In Phase 3 of the installation, also deployed in 2009, the company began tagging pallets loaded with raw materials with Omnia Technologies' reusable EPC Gen 2 ultrahigh-frequency (UHF) RFID tags. In this case, when items arrive at the warehouse, workers input data about the material (such as each item's serial number, manufacturer and arrival date) into the computer. The staff attaches a reusable tag to the pallet with adhesive tape, and uses a Wi-Fi-enabled handheld interrogator to capture the tag's ID number, thereby linking it to the material data. When the pallets are taken to the production area, they pass through another CAEN RFID portal. Once the items on the pallet are consumed, the tag is removed from that pallet and reused with another one. The company began with 500 such pallet tags at the end of last year, and has since purchased another 4,000 to track all pallets used for raw materials.

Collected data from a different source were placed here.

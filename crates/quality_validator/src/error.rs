//! Fatal error types for validation runs.
//!
//! These abort a run immediately: a dataset that cannot be read, or a
//! configuration that cannot be satisfied (a required column absent with
//! no fallback). Per-row failures are never errors; they are
//! [`quality_core::Violation`]s accumulated into the report.

use std::path::PathBuf;
use thiserror::Error;

/// Errors that abort a validation run.
#[derive(Debug, Error)]
pub enum ValidationError {
    /// The dataset file is missing, unreadable, or not rectangular CSV
    #[error("failed to load dataset {path}: {source}")]
    Load {
        path: PathBuf,
        #[source]
        source: csv::Error,
    },

    /// A rule or check requires a column the dataset does not provide
    #[error("required column '{column}' not found in dataset '{dataset}'")]
    MissingColumn { column: String, dataset: String },

    /// None of the unit-price candidates exist in the secondary dataset
    #[error("no unit price column found in '{dataset}' (tried: {})", .candidates.join(", "))]
    NoPriceColumn {
        dataset: String,
        candidates: Vec<String>,
    },

    /// A consistency check's secondary dataset was not supplied
    #[error("no dataset loaded for consistency check '{check}' (expected '{path}')")]
    MissingRelated { check: String, path: String },

    /// A pattern rule carries a regex that does not compile
    #[error("invalid regex for column '{column}': {error}")]
    InvalidRegex { column: String, error: String },
}

impl ValidationError {
    /// Creates a new load error.
    pub fn load(path: impl Into<PathBuf>, source: csv::Error) -> Self {
        Self::Load {
            path: path.into(),
            source,
        }
    }

    /// Creates a new missing-column error.
    pub fn missing_column(column: impl Into<String>, dataset: impl Into<String>) -> Self {
        Self::MissingColumn {
            column: column.into(),
            dataset: dataset.into(),
        }
    }

    /// Creates a new invalid-regex error.
    pub fn invalid_regex(column: impl Into<String>, error: impl Into<String>) -> Self {
        Self::InvalidRegex {
            column: column.into(),
            error: error.into(),
        }
    }
}
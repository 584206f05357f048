//! Main validation engine.
//!
//! This module provides the `DataValidator` that orchestrates the full
//! pipeline: schema validation, semantic rules, dataset-level checks,
//! and cross-dataset consistency. Every pass runs to completion and the
//! results are aggregated into one exhaustive report; violations never
//! short-circuit the run.

use crate::{ConsistencyChecker, Dataset, RuleValidator, SchemaValidator, ValidationError};
use quality_core::{Suite, SuiteError, ValidationContext, ValidationReport, ValidationStats, Violation};
use std::collections::HashMap;
use std::time::Instant;

/// Main validation engine for quality suites.
///
/// Orchestrates all validation passes and produces a comprehensive
/// validation report.
///
/// # Example
///
/// ```rust
/// use quality_core::{SuiteBuilder, ValidationContext};
/// use quality_validator::{DataValidator, Dataset};
/// use std::collections::HashMap;
///
/// let suite = SuiteBuilder::new("orders", "data-quality")
///     .path("data/orders.csv")
///     .build();
/// let dataset = Dataset::new(Vec::new());
/// let mut validator = DataValidator::new();
///
/// let report = validator
///     .validate_with_data(&suite, &dataset, &HashMap::new(), &ValidationContext::new())
///     .unwrap();
///
/// if report.passed {
///     println!("Validation passed!");
/// } else {
///     for violation in &report.violations {
///         println!("Violation: {violation}");
///     }
/// }
/// ```
pub struct DataValidator {
    schema_validator: SchemaValidator,
    rule_validator: RuleValidator,
    consistency_checker: ConsistencyChecker,
}

impl DataValidator {
    /// Creates a new data validator.
    pub fn new() -> Self {
        Self {
            schema_validator: SchemaValidator::new(),
            rule_validator: RuleValidator::new(),
            consistency_checker: ConsistencyChecker::new(),
        }
    }

    /// Validates a dataset against a suite.
    ///
    /// This is the main validation entry point. It runs every pass and
    /// returns one report; only fatal conditions (unreadable data,
    /// unsatisfiable configuration) return `Err`.
    ///
    /// # Arguments
    ///
    /// * `suite` - The quality suite to validate against
    /// * `dataset` - The primary dataset
    /// * `related` - Secondary datasets for consistency checks, keyed by
    ///   each check's `items_path`
    /// * `context` - Validation context with options
    pub fn validate_with_data(
        &mut self,
        suite: &Suite,
        dataset: &Dataset,
        related: &HashMap<String, Dataset>,
        context: &ValidationContext,
    ) -> Result<ValidationReport, ValidationError> {
        let start = Instant::now();
        let mut violations = Vec::new();
        let mut rules_evaluated = 0;

        // Sample dataset if requested
        let dataset_to_validate = if let Some(sample_size) = context.sample_size {
            dataset.sample(sample_size)
        } else {
            dataset.clone()
        };

        // 1. Schema validation (always runs)
        violations.extend(
            self.schema_validator
                .validate(&suite.dataset, &dataset_to_validate, context),
        );

        if !context.schema_only {
            // 2. Semantic rules
            rules_evaluated += RuleValidator::rule_count(&suite.dataset);
            violations.extend(self.rule_validator.validate(
                &suite.dataset,
                &dataset_to_validate,
                context,
            )?);

            // 3. Dataset-level checks
            if let Some(checks) = &suite.checks {
                if let Some(min_rows) = checks.min_rows {
                    rules_evaluated += 1;
                    if dataset_to_validate.len() < min_rows {
                        violations.push(Violation::dataset(
                            "min_rows",
                            vec![format!(
                                "dataset has {} rows, expected at least {min_rows}",
                                dataset_to_validate.len()
                            )],
                        ));
                    }
                }

                if let Some(formulas) = &checks.formulas {
                    rules_evaluated += formulas.len();
                    violations.extend(self.consistency_checker.validate_formulas(
                        formulas,
                        &dataset_to_validate,
                        context,
                    )?);
                }

                if let Some(consistency) = &checks.consistency {
                    rules_evaluated += consistency.len();
                    violations.extend(self.consistency_checker.validate(
                        consistency,
                        &dataset_to_validate,
                        related,
                        context,
                    )?);
                }
            }
        }

        Ok(self.build_report(violations, suite, &dataset_to_validate, rules_evaluated, start))
    }

    /// Validates only the suite definition itself (no data).
    ///
    /// Useful for checking that a suite is well-formed before attempting
    /// to validate data against it.
    pub fn validate_definition(&self, suite: &Suite) -> Vec<SuiteError> {
        self.schema_validator.validate_definition(suite)
    }

    /// Builds a validation report from collected violations.
    fn build_report(
        &self,
        violations: Vec<Violation>,
        suite: &Suite,
        dataset: &Dataset,
        rules_evaluated: usize,
        start: Instant,
    ) -> ValidationReport {
        let mut report = ValidationReport::success();
        report.extend_violations(violations);
        report.stats = ValidationStats {
            rows_validated: dataset.len(),
            columns_checked: suite.dataset.columns.len(),
            rules_evaluated,
            duration_ms: start.elapsed().as_millis() as u64,
        };
        report
    }
}

impl Default for DataValidator {
    fn default() -> Self {
        Self::new()
    }
}

#[cfg(test)]
mod tests {
    use super::*;
    use crate::DataValue;
    use pretty_assertions::assert_eq;
    use quality_core::{ChecksBuilder, ColumnBuilder, ColumnType, Rule, SuiteBuilder};

    fn users_suite() -> Suite {
        SuiteBuilder::new("users", "data-quality")
            .path("data/users.csv")
            .column(
                ColumnBuilder::new("user_id", ColumnType::Text)
                    .rule(Rule::Pattern {
                        regex: r"^U\d{6}$".to_string(),
                    })
                    .build(),
            )
            .column(
                ColumnBuilder::new("age", ColumnType::Integer)
                    .rule(Rule::Range {
                        min: 15.0,
                        max: 100.0,
                    })
                    .build(),
            )
            .build()
    }

    fn users_dataset(rows: &[(&str, i64)]) -> Dataset {
        let mut dataset = Dataset::new(vec!["user_id".to_string(), "age".to_string()]);
        for (user_id, age) in rows {
            dataset.push_row(vec![
                DataValue::Text(user_id.to_string()),
                DataValue::Int(*age),
            ]);
        }
        dataset
    }

    #[test]
    fn test_empty_dataset_passes_empty_suite() {
        let suite = SuiteBuilder::new("empty", "owner").path("x.csv").build();
        let dataset = Dataset::new(Vec::new());
        let mut validator = DataValidator::new();

        let report = validator
            .validate_with_data(&suite, &dataset, &HashMap::new(), &ValidationContext::new())
            .unwrap();
        assert!(report.passed);
    }

    #[test]
    fn test_valid_data_passes() {
        let suite = users_suite();
        let dataset = users_dataset(&[("U000001", 25), ("U000002", 99)]);
        let mut validator = DataValidator::new();

        let report = validator
            .validate_with_data(&suite, &dataset, &HashMap::new(), &ValidationContext::new())
            .unwrap();

        assert!(report.passed, "expected pass, got: {:?}", report.violations);
        assert_eq!(report.stats.rows_validated, 2);
        assert_eq!(report.stats.columns_checked, 2);
        assert_eq!(report.stats.rules_evaluated, 2);
    }

    #[test]
    fn test_all_passes_run_without_early_abort() {
        // Schema (null), pattern, and range violations must all be
        // reported in a single run.
        let suite = users_suite();
        let mut dataset = Dataset::new(vec!["user_id".to_string(), "age".to_string()]);
        dataset.push_row(vec![DataValue::Null, DataValue::Int(200)]);
        dataset.push_row(vec![DataValue::Text("bogus".to_string()), DataValue::Int(25)]);

        let mut validator = DataValidator::new();
        let report = validator
            .validate_with_data(&suite, &dataset, &HashMap::new(), &ValidationContext::new())
            .unwrap();

        assert!(!report.passed);
        let rules: Vec<&str> = report.violations.iter().map(|v| v.rule.as_str()).collect();
        assert!(rules.contains(&"not_null"));
        assert!(rules.contains(&"pattern"));
        assert!(rules.contains(&"range"));
    }

    #[test]
    fn test_schema_only_mode_skips_rules() {
        let suite = users_suite();
        let dataset = users_dataset(&[("bogus", 200)]);

        let context = ValidationContext::new().with_schema_only(true);
        let mut validator = DataValidator::new();
        let report = validator
            .validate_with_data(&suite, &dataset, &HashMap::new(), &context)
            .unwrap();

        // Schema is clean; rule violations are not evaluated.
        assert!(report.passed);
        assert_eq!(report.stats.rules_evaluated, 0);
    }

    #[test]
    fn test_min_rows_check() {
        let suite = SuiteBuilder::new("users", "data-quality")
            .path("data/users.csv")
            .column(ColumnBuilder::new("user_id", ColumnType::Text).build())
            .checks(ChecksBuilder::new().min_rows(1).build())
            .build();
        let dataset = Dataset::new(vec!["user_id".to_string()]);

        let mut validator = DataValidator::new();
        let report = validator
            .validate_with_data(&suite, &dataset, &HashMap::new(), &ValidationContext::new())
            .unwrap();

        assert!(!report.passed);
        assert_eq!(report.violations[0].rule, "min_rows");
    }

    #[test]
    fn test_sample_size_limits_rows() {
        let suite = users_suite();
        let rows: Vec<(String, i64)> = (0..100)
            .map(|i| (format!("U{i:06}"), 20 + (i % 50)))
            .collect();
        let refs: Vec<(&str, i64)> = rows.iter().map(|(id, age)| (id.as_str(), *age)).collect();
        let dataset = users_dataset(&refs);

        let context = ValidationContext::new().with_sample_size(10);
        let mut validator = DataValidator::new();
        let report = validator
            .validate_with_data(&suite, &dataset, &HashMap::new(), &context)
            .unwrap();

        assert!(report.passed);
        assert_eq!(report.stats.rows_validated, 10); // Only 10 sampled
    }

    #[test]
    fn test_validate_definition() {
        let validator = DataValidator::new();
        assert!(validator.validate_definition(&users_suite()).is_empty());
    }

    #[test]
    fn test_idempotent_reports() {
        let suite = users_suite();
        let dataset = users_dataset(&[("bogus", 200), ("U000001", 25)]);

        let mut validator = DataValidator::new();
        let context = ValidationContext::new();
        let first = validator
            .validate_with_data(&suite, &dataset, &HashMap::new(), &context)
            .unwrap();
        let second = validator
            .validate_with_data(&suite, &dataset, &HashMap::new(), &context)
            .unwrap();

        assert_eq!(first.passed, second.passed);
        assert_eq!(first.violations, second.violations);
    }
}
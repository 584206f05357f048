//! Error types for suite definitions.
//!
//! These errors describe defects in a suite file itself (duplicate
//! columns, unknown rule targets, regexes that do not compile). They are
//! fatal configuration errors, reported before any data is read,
//! distinct from per-row violations, which are data accumulated into the
//! validation report.

use thiserror::Error;

/// Result type for suite-definition operations.
pub type Result<T> = std::result::Result<T, SuiteError>;

/// A defect in a suite definition.
#[derive(Debug, Error)]
pub enum SuiteError {
    /// The schema declares no columns
    #[error("suite schema has no columns defined")]
    EmptySchema,

    /// The same column is declared twice
    #[error("duplicate column '{0}' in suite schema")]
    DuplicateColumn(String),

    /// A rule or check references a column the schema does not declare
    #[error("{context} references unknown column '{column}'")]
    UnknownColumn { column: String, context: String },

    /// A pattern rule carries a regex that does not compile
    #[error("invalid regex for column '{column}': {error}")]
    InvalidRegex { column: String, error: String },

    /// A range rule with min greater than max
    #[error("invalid range for column '{column}': min {min} exceeds max {max}")]
    InvalidRange { column: String, min: f64, max: f64 },

    /// A sum_product aggregate with an empty candidate list
    #[error("consistency check '{check}' declares no price candidates")]
    NoPriceCandidates { check: String },
}

impl SuiteError {
    /// Creates a new unknown-column error.
    pub fn unknown_column(column: impl Into<String>, context: impl Into<String>) -> Self {
        Self::UnknownColumn {
            column: column.into(),
            context: context.into(),
        }
    }

    /// Creates a new invalid-regex error.
    pub fn invalid_regex(column: impl Into<String>, error: impl Into<String>) -> Self {
        Self::InvalidRegex {
            column: column.into(),
            error: error.into(),
        }
    }
}
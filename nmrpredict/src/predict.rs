use std::any::Any;
use std::panic::{catch_unwind, AssertUnwindSafe};

use serde::{Deserialize, Serialize};

use nmrcore::algorithm::compress::compress_zero_runs;
use nmrcore::algorithm::merge::merge_associations;
use nmrcore::algorithm::synthesize::simulate_spectrum;
use nmrcore::data::association::{AssociationRecord, MergedPeak};
use nmrcore::data::spectrum::{SpectrumCurve, SynthesisParams};

use crate::error::PredictError;
use crate::model::ModelHandle;

/// One sample of the rendered spectrum as shipped to the serving layer.
#[derive(Clone, Debug, Serialize, Deserialize)]
pub struct SpectrumPoint {
    pub ppm: f64,
    pub intensity: f64,
    #[serde(rename = "atomID")]
    pub atom_id: Vec<u32>,
}

/// Peak table entry for one merged peak.
///
/// Field names are the wire contract, including the historical spelling of
/// `assignement`.
#[derive(Clone, Debug, Serialize, Deserialize)]
pub struct PeakInfo {
    pub assignement: Vec<u32>,
    pub delta: f64,
    #[serde(rename = "nbAtoms")]
    pub nb_atoms: Option<u32>,
    pub multiplicity: Option<String>,
    pub coupling: Vec<f64>,
}

/// Full response of one prediction request: the compressed curve plus the
/// compact peak table.
#[derive(Clone, Debug, Serialize, Deserialize)]
pub struct PredictionResponse {
    pub spectrum: Vec<SpectrumPoint>,
    #[serde(rename = "peaksInfos")]
    pub peaks_infos: Vec<PeakInfo>,
}

/// Runs the full synthesis chain behind a validated parameter set and an
/// immutable model handle.
pub struct Predictor {
    model: ModelHandle,
    params: SynthesisParams,
}

impl Predictor {
    /// Builds a predictor, rejecting parameter sets the synthesizer cannot
    /// work with.
    pub fn new(model: ModelHandle, params: SynthesisParams) -> Result<Self, PredictError> {
        params.validate().map_err(PredictError::InvalidParams)?;
        Ok(Predictor { model, params })
    }

    pub fn params(&self) -> &SynthesisParams {
        &self.params
    }

    /// Predicts the spectrum of a molecule through the model handle.
    pub fn predict(&self, smiles: &str) -> Result<PredictionResponse, PredictError> {
        let records = self.model.predict_associations(smiles)?;
        self.synthesize_records(records)
    }

    /// Renders prepared association records into the response contract.
    ///
    /// A request without predicted groups yields the defined flat two-point
    /// baseline. Coupling lists are reconciled with their multiplicity length
    /// first, then the records run through merge, expansion, synthesis and
    /// compression. Any panic inside the chain is converted into a
    /// `Computation` error; no partial spectrum escapes.
    pub fn synthesize_records(
        &self,
        mut records: Vec<AssociationRecord>,
    ) -> Result<PredictionResponse, PredictError> {
        if records.is_empty() {
            log::info!("no predicted groups, returning the flat baseline spectrum");
            return Ok(baseline_response(&self.params));
        }

        for record in records.iter_mut() {
            record.reconcile_couplings();
        }

        let params = self.params.clone();
        catch_unwind(AssertUnwindSafe(move || {
            let merged = merge_associations(records, params.merge_tolerance_ppm);
            let curve = simulate_spectrum(&merged, &params);
            let compressed = compress_zero_runs(&curve);
            build_response(&merged, &compressed)
        }))
        .map_err(|cause| {
            let message = panic_message(cause.as_ref());
            log::error!("spectrum synthesis panicked: {}", message);
            PredictError::Computation(message)
        })
    }
}

/// The defined output for a request with no eligible predicted groups: two
/// flat samples spanning the axis and an empty peak table.
fn baseline_response(params: &SynthesisParams) -> PredictionResponse {
    PredictionResponse {
        spectrum: vec![
            SpectrumPoint {
                ppm: params.ppm_min,
                intensity: 0.0,
                atom_id: Vec::new(),
            },
            SpectrumPoint {
                ppm: params.ppm_max,
                intensity: 0.0,
                atom_id: Vec::new(),
            },
        ],
        peaks_infos: Vec::new(),
    }
}

fn build_response(merged: &[MergedPeak], compressed: &SpectrumCurve) -> PredictionResponse {
    let spectrum = compressed
        .ppm
        .iter()
        .zip(compressed.intensity.iter())
        .zip(compressed.atoms.iter())
        .map(|((&ppm, &intensity), atoms)| SpectrumPoint {
            ppm,
            intensity,
            atom_id: atoms.iter().copied().collect(),
        })
        .collect();

    let peaks_infos = merged
        .iter()
        .map(|peak| PeakInfo {
            assignement: peak.atoms.iter().copied().collect(),
            delta: peak.ppm,
            nb_atoms: peak.nb_atoms,
            multiplicity: peak.multiplicity.clone(),
            coupling: peak.couplings.clone(),
        })
        .collect();

    PredictionResponse {
        spectrum,
        peaks_infos,
    }
}

fn panic_message(cause: &(dyn Any + Send)) -> String {
    if let Some(message) = cause.downcast_ref::<&str>() {
        (*message).to_string()
    } else if let Some(message) = cause.downcast_ref::<String>() {
        message.clone()
    } else {
        "unknown panic".to_string()
    }
}
use thiserror::Error;

/// Failure taxonomy of the prediction request boundary.
///
/// The engine prefers defined fallbacks for known-ambiguous numeric input
/// (degenerate requests, pattern mismatches); only the cases below surface as
/// errors to the caller.
#[derive(Debug, Error)]
pub enum PredictError {
    /// The inference collaborator could not produce association records.
    #[error("model inference failed: {0}")]
    Model(String),
    /// The synthesis configuration was rejected before any computation ran.
    #[error("invalid synthesis parameters: {0}")]
    InvalidParams(String),
    /// Unexpected failure inside merge/expand/synthesize/compress, caught at
    /// the request boundary. No partial spectrum is returned.
    #[error("spectrum synthesis failed: {0}")]
    Computation(String),
    /// The pooled synthesis call exceeded its deadline.
    #[error("spectrum synthesis timed out after {seconds} s")]
    Timeout { seconds: u64 },
}

impl PredictError {
    /// Whether the caller may retry the identical request. Only timeouts
    /// qualify: the synthesis chain is deterministic, so every other failure
    /// repeats on retry.
    pub fn is_retryable(&self) -> bool {
        matches!(self, PredictError::Timeout { .. })
    }
}

#[cfg(test)]
mod tests {
    use super::*;

    #[test]
    fn test_only_timeouts_are_retryable() {
        assert!(PredictError::Timeout { seconds: 300 }.is_retryable());
        assert!(!PredictError::Model("no model".to_string()).is_retryable());
        assert!(!PredictError::InvalidParams("bad fwhm".to_string()).is_retryable());
        assert!(!PredictError::Computation("panic".to_string()).is_retryable());
    }

    #[test]
    fn test_display_carries_context() {
        let error = PredictError::Timeout { seconds: 300 };
        assert_eq!(
            error.to_string(),
            "spectrum synthesis timed out after 300 s"
        );
    }
}
use std::sync::mpsc;
use std::sync::Arc;
use std::time::Duration;

use rayon::ThreadPoolBuilder;
use serde::{Deserialize, Serialize};

use crate::error::PredictError;
use crate::predict::{PredictionResponse, Predictor};

/// Configuration for the request-serving worker pool.
#[derive(Clone, Debug, Serialize, Deserialize)]
pub struct ServiceConfig {
    /// Number of workers synthesis calls run on (default: 4)
    pub num_threads: usize,
    /// Deadline for one whole synthesis call in seconds (default: 300)
    pub timeout_seconds: u64,
}

impl Default for ServiceConfig {
    fn default() -> Self {
        ServiceConfig {
            num_threads: 4,
            timeout_seconds: 300,
        }
    }
}

/// Runs predictions on a bounded worker pool so long synthesis calls do not
/// block unrelated lightweight requests.
///
/// The predictor behind the service is immutable and shared across workers;
/// every request keeps its buffers local, so no locking is involved.
pub struct PredictionService {
    pool: rayon::ThreadPool,
    predictor: Arc<Predictor>,
    timeout: Duration,
}

impl PredictionService {
    pub fn new(predictor: Predictor, config: &ServiceConfig) -> Result<Self, PredictError> {
        let pool = ThreadPoolBuilder::new()
            .num_threads(config.num_threads)
            .build()
            .map_err(|e| {
                PredictError::Computation(format!("worker pool construction failed: {}", e))
            })?;

        Ok(PredictionService {
            pool,
            predictor: Arc::new(predictor),
            timeout: Duration::from_secs(config.timeout_seconds),
        })
    }

    /// Dispatches one prediction onto the pool and waits out the deadline.
    ///
    /// A deadline overrun surfaces as the retryable `Timeout` error; the
    /// worker's late result is discarded.
    pub fn predict(&self, smiles: &str) -> Result<PredictionResponse, PredictError> {
        let (sender, receiver) = mpsc::channel();
        let predictor = Arc::clone(&self.predictor);
        let smiles = smiles.to_string();

        self.pool.spawn(move || {
            // the receiver may already be gone after a timeout
            let _ = sender.send(predictor.predict(&smiles));
        });

        match receiver.recv_timeout(self.timeout) {
            Ok(result) => result,
            Err(mpsc::RecvTimeoutError::Timeout) => Err(PredictError::Timeout {
                seconds: self.timeout.as_secs(),
            }),
            Err(mpsc::RecvTimeoutError::Disconnected) => Err(PredictError::Computation(
                "synthesis worker dropped its result channel".to_string(),
            )),
        }
    }
}
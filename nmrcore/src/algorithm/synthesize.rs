use std::collections::BTreeSet;

use rayon::prelude::*;
use rayon::ThreadPoolBuilder;
use statrs::distribution::{Continuous, Normal};

use crate::algorithm::multiplet::expand_multiplet;
use crate::data::association::MergedPeak;
use crate::data::spectrum::{SpectrumCurve, SynthesisParams};

/// Builds the chemical shift axis: `resolution` evenly spaced samples running
/// from the high bound down to the low bound (spectra display high ppm first).
pub fn build_axis(params: &SynthesisParams) -> Vec<f64> {
    let step = (params.ppm_max - params.ppm_min) / (params.resolution as f64 - 1.0);
    (0..params.resolution)
        .map(|i| params.ppm_max - step * i as f64)
        .collect()
}

/// Accumulates the broadened sub-lines of all merged peaks into a discretized
/// intensity curve with per-sample atom attribution.
///
/// Every sub-line contributes a Gaussian density (σ = FWHM / 2.355) scaled by
/// `nb_atoms × weight × amplitude`, summed into the intensity vector.
/// Superposition is additive, so the result does not depend on the order of
/// the peaks, and the whole computation is deterministic. Samples where a
/// sub-line's scaled contribution exceeds the significance threshold carry
/// the owning peak's atom indices in their attribution set.
///
/// # Arguments
///
/// * `peaks` - merged peaks to render
/// * `params` - axis range, resolution, line width and scaling constants
///
/// # Returns
///
/// * `SpectrumCurve` - the dense curve over the configured axis
pub fn simulate_spectrum(peaks: &[MergedPeak], params: &SynthesisParams) -> SpectrumCurve {
    let axis = build_axis(params);
    let mut intensity = vec![0.0; axis.len()];
    let mut atoms: Vec<BTreeSet<u32>> = vec![BTreeSet::new(); axis.len()];

    let sigma = params.sigma();

    for peak in peaks {
        let scale_base = peak.effective_nb_atoms() as f64 * params.amplitude;

        for (position, weight) in expand_multiplet(peak, params.spectrometer_freq_mhz) {
            let line = Normal::new(position, sigma).unwrap();
            let scale = scale_base * weight;

            for (i, &x) in axis.iter().enumerate() {
                let contribution = scale * line.pdf(x);
                intensity[i] += contribution;
                if contribution > params.significance_threshold {
                    atoms[i].extend(peak.atoms.iter().copied());
                }
            }
        }
    }

    SpectrumCurve::new(axis, intensity, atoms)
}

/// Renders many independent requests on a bounded thread pool.
///
/// Each request stays single-threaded internally; the pool only spreads whole
/// requests across `num_threads` workers.
///
/// # Arguments
///
/// * `requests` - one merged-peak list per request
/// * `params` - synthesis parameters shared by all requests
/// * `num_threads` - number of workers in the pool
///
/// # Returns
///
/// * `Vec<SpectrumCurve>` - one curve per request, in input order
pub fn simulate_spectra(
    requests: &[Vec<MergedPeak>],
    params: &SynthesisParams,
    num_threads: usize,
) -> Vec<SpectrumCurve> {
    let thread_pool = ThreadPoolBuilder::new()
        .num_threads(num_threads)
        .build()
        .unwrap();

    thread_pool.install(|| {
        requests
            .par_iter()
            .map(|peaks| simulate_spectrum(peaks, params))
            .collect()
    })
}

Tomas Girdzevicius, director of UAB Autepra
In addition, the firm installed PCs with handheld readers at the end of each of its 11 assembly lines. When a pallet is loaded at the end of an assembly line, employees conduct an immediate inspection, read the tag attached to one of the boxes on that pallet, input data indicating the pallet has been inspected and loaded, and then send the pallet through the RFID portal and into the warehouse.

Artilux wanted RFID readers that would identify objects within a fairly short distance—2 to 3 meters (7 to 10 feet)—while not capturing stray reads of other pallets in the vicinity. "The main issue with RFID gates was the reading distance," Šetikas says. "The perfect reading is within 2 to 4 meters [7 to 13 feet], but gates also read RFID tags that are further—up to 7 or 8 meters [23 to 26 feet]." For that reason, the company had to adjust the antennas to ensure they did not read items that were not passing through the portals.

Since the system was installed, errors during product loading have been eliminated, Šetikas reports. The shipping process is now faster, he says, and the company has saved some space in the warehouse, since it no longer requires an area to check products as they are received from manufacturing.

"As a first project, it is a great success, and we are satisfied with the results achieved," Šetikas states.